| WHAT YOU HAVE TO DO |
The lines below are to be quoted exactly, from the first through the one that contains "Status of a Task.".

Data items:
//! Status enums for Tasks and Runs.
//!
//! Both enums are persisted as snake_case strings. Parsing is strict: an
//! unknown value is an error, never silently passed through.

use std::fmt;
use std::str::FromStr;

use serde::{Deserialize, Serialize};

use crate::error::CoreError;

/// Status of a Task.
#[derive(Debug, Clone, Copy, Default, PartialEq, Eq, Hash, Serialize, Deserialize)]
#[serde(rename_all = "snake_case")]
pub enum TaskStatus {
    /// Task created, waiting to be scheduled.
    #[default]
    Todo,
    /// Task has an active run.
    Running,
    /// Agent output awaits operator review.
    Review,
    /// Task paused or waiting on something outside the system.
    Blocked,
    /// Last run failed terminally.
    Failed,
    /// Task was cancelled by an operator.
    Cancelled,
    /// Task accepted as finished.
    Done,
}

impl TaskStatus {
    /// All task statuses in declaration order.
    pub const ALL: [TaskStatus; 7] = [
        Self::Todo,
        Self::Running,
        Self::Review,
        Self::Blocked,
        Self::Failed,
        Self::Cancelled,
        Self::Done,
    ];

    /// Wire name of the status.
    pub fn as_str(&self) -> &'static str {
        match self {
            Self::Todo => "todo",
            Self::Running => "running",
            Self::Review => "review",
            Self::Blocked => "blocked",
            Self::Failed => "failed",
            Self::Cancelled => "cancelled",
            Self::Done => "done",
        }
    }

    /// Returns true if no transition leaves this status.
    pub fn is_terminal(&self) -> bool {
        matches!(self, Self::Done)
    }
}

impl fmt::Display for TaskStatus {
    fn fmt(&self, f: &mut fmt::Formatter<'_>) -> fmt::Result {
        f.write_str(self.as_str())
    }
}

impl FromStr for TaskStatus {
    type Err = CoreError;

    fn from_str(s: &str) -> Result<Self, Self::Err> {
        Self::ALL
            .into_iter()
            .find(|status| status.as_str() == s)
            .ok_or_else(|| CoreError::UnknownStatus {
                kind: "task",
                value: s.to_string(),
            })
    }
}

/// Status of a single execution attempt.
#[derive(Debug, Clone, Copy, Default, PartialEq, Eq, Hash, Serialize, Deserialize)]
#[serde(rename_all = "snake_case")]
pub enum RunStatus {
    /// Run created but not yet started.
    #[default]
    Queued,
    /// Provider call in flight.
    Running,
    /// Waiting for `next_retry_at` after a retryable failure.
    RetryScheduled,
    /// Run completed successfully.
    Succeeded,
    /// Run failed and will not be retried.
    Failed,
    /// Run was cancelled.
    Cancelled,
    /// Run was cut off by a process restart or shutdown.
    Interrupted,
}

impl RunStatus {
    /// All run statuses in declaration order.
    pub const ALL: [RunStatus; 7] = [
        Self::Queued,
        Self::Running,
        Self::RetryScheduled,
        Self::Succeeded,
        Self::Failed,
        Self::Cancelled,
        Self::Interrupted,
    ];

    /// Wire name of the status.
    pub fn as_str(&self) -> &'static str {
        match self {
            Self::Queued => "queued",
            Self::Running => "running",
            Self::RetryScheduled => "retry_scheduled",
            Self::Succeeded => "succeeded",
            Self::Failed => "failed",
            Self::Cancelled => "cancelled",
            Self::Interrupted => "interrupted",
        }
    }

    /// Returns true if the run is in a terminal state.
    pub fn is_terminal(&self) -> bool {
        matches!(self, Self::Succeeded | Self::Failed | Self::Cancelled)
    }
}

impl fmt::Display for RunStatus {
    fn fmt(&self, f: &mut fmt::Formatter<'_>) -> fmt::Result {
        f.write_str(self.as_str())
    }
}

impl FromStr for RunStatus {
    type Err = CoreError;

    fn from_str(s: &str) -> Result<Self, Self::Err> {
        Self::ALL
            .into_iter()
            .find(|status| status.as_str() == s)
            .ok_or_else(|| CoreError::UnknownStatus {
                kind: "run",
                value: s.to_string(),
            })
    }
}
//! runwarden - runs a seed plan of agent tasks to completion.

use std::path::PathBuf;
use std::sync::Arc;
use std::time::Duration;

use clap::Parser;
use tokio_util::sync::CancellationToken;
use tracing::{info, warn, Level};
use tracing_subscriber::FmtSubscriber;

use runwarden_orchestrator::{
    Clock, Config, EchoProvider, EventBus, InMemoryStore, RuntimeService, SeedPlan, Store,
    StuckRunDetector, Supervisor, SystemClock,
};

/// runwarden - run orchestration for agent tasks
#[derive(Parser)]
#[command(name = "runwarden")]
#[command(about = "Schedules, executes and watches agent task runs", long_about = None)]
struct Args {
    /// JSON seed plan with tasks and dependencies
    #[arg(short, long)]
    plan: PathBuf,

    /// Log level (trace, debug, info, warn, error)
    #[arg(short, long, default_value = "info")]
    log_level: Level,

    /// Stop once every task has settled
    #[arg(long)]
    exit_when_idle: bool,

    /// Retryable failures tolerated per run
    #[arg(long)]
    max_attempts: Option<u32>,

    /// First retry delay in seconds
    #[arg(long)]
    base_delay_secs: Option<u64>,

    /// Retry delay cap in seconds
    #[arg(long)]
    max_delay_secs: Option<u64>,

    /// Provider call timeout in seconds
    #[arg(long)]
    timeout_secs: Option<u64>,

    /// Seconds without activity before a run is reported idle
    #[arg(long)]
    idle_timeout_secs: Option<u64>,

    /// Duplicate log ratio that counts as repeating
    #[arg(long)]
    repeat_threshold: Option<f64>,

    /// Failed fraction of recent runs that counts as a high error rate
    #[arg(long)]
    error_rate_threshold: Option<f64>,
}

impl Args {
    fn config(&self) -> Config {
        let mut config = Config::default();
        if let Some(n) = self.max_attempts {
            config.retry.max_attempts = n;
        }
        if let Some(secs) = self.base_delay_secs {
            config.retry.base_delay = Duration::from_secs(secs);
        }
        if let Some(secs) = self.max_delay_secs {
            config.retry.max_delay = Duration::from_secs(secs);
        }
        if let Some(secs) = self.timeout_secs {
            config.default_execution_timeout = Duration::from_secs(secs);
        }
        if let Some(secs) = self.idle_timeout_secs {
            config.detector.idle_timeout = Duration::from_secs(secs);
        }
        if let Some(ratio) = self.repeat_threshold {
            config.detector.repeat_threshold = ratio;
        }
        if let Some(ratio) = self.error_rate_threshold {
            config.detector.error_rate_threshold = ratio;
        }
        config
    }
}

#[tokio::main]
async fn main() -> Result<(), Box<dyn std::error::Error>> {
    let args = Args::parse();

    // Initialize tracing
    let subscriber = FmtSubscriber::builder()
        .with_max_level(args.log_level)
        .with_target(true)
        .finish();
    tracing::subscriber::set_global_default(subscriber)?;

    let config = args.config();
    if config.retry.base_delay > config.retry.max_delay {
        return Err("base delay must not exceed max delay".into());
    }

    // Create shared state
    let store = Arc::new(InMemoryStore::new());
    let clock: Arc<dyn Clock> = Arc::new(SystemClock);
    let bus = Arc::new(EventBus::new(store.clone(), config.event_channel_capacity));
    let shutdown = CancellationToken::new();

    let runtime = Arc::new(
        RuntimeService::new(
            store.clone(),
            bus.clone(),
            Arc::new(EchoProvider),
            clock.clone(),
            config.clone(),
        )
        .with_shutdown(shutdown.clone()),
    );

    let plan = SeedPlan::load(&args.plan).map_err(|e| {
        format!("Failed to load plan from '{}': {}", args.plan.display(), e)
    })?;
    let (projects, _) = plan.apply(runtime.tasks()).await?;

    let detector = Arc::new(StuckRunDetector::new(
        store.clone(),
        bus,
        clock.clone(),
        config.detector.clone(),
    ));

    let supervisor = Arc::new(
        Supervisor::new(
            store.clone(),
            runtime,
            detector,
            clock,
            config,
            projects.clone(),
            shutdown.clone(),
        )
        .with_exit_when_idle(args.exit_when_idle),
    );

    // Stop on Ctrl-C
    let ctrl_c = shutdown.clone();
    tokio::spawn(async move {
        if tokio::signal::ctrl_c().await.is_ok() {
            info!("Shutdown requested");
            ctrl_c.cancel();
        }
    });

    info!(plan = %args.plan.display(), projects = projects.len(), "Starting runwarden");
    supervisor.run().await?;

    for project_id in &projects {
        println!("Project {}", project_id);
        println!("{:<38} {:<10} {:<4} TITLE", "TASK", "STATUS", "PRI");
        for task in store.list_tasks(project_id).await? {
            println!(
                "{:<38} {:<10} {:<4} {}",
                task.id.as_str(),
                task.status.as_str(),
                task.priority,
                task.title
            );
        }
    }

    let open_alerts = store.list_open_alerts().await?;
    if !open_alerts.is_empty() {
        warn!(count = open_alerts.len(), "Open alerts remain");
        for alert in open_alerts {
            println!("ALERT {} {}: {}", alert.kind.as_str(), alert.source_id, alert.title);
        }
    }

    Ok(())
}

| WRITTEN SOLUTION |
//! Status enums for Tasks and Runs.
//!
//! Both enums are persisted as snake_case strings. Parsing is strict: an
//! unknown value is an error, never silently passed through.

use std::fmt;
use std::str::FromStr;

use serde::{Deserialize, Serialize};

use crate::error::CoreError;

/// Status of a Task.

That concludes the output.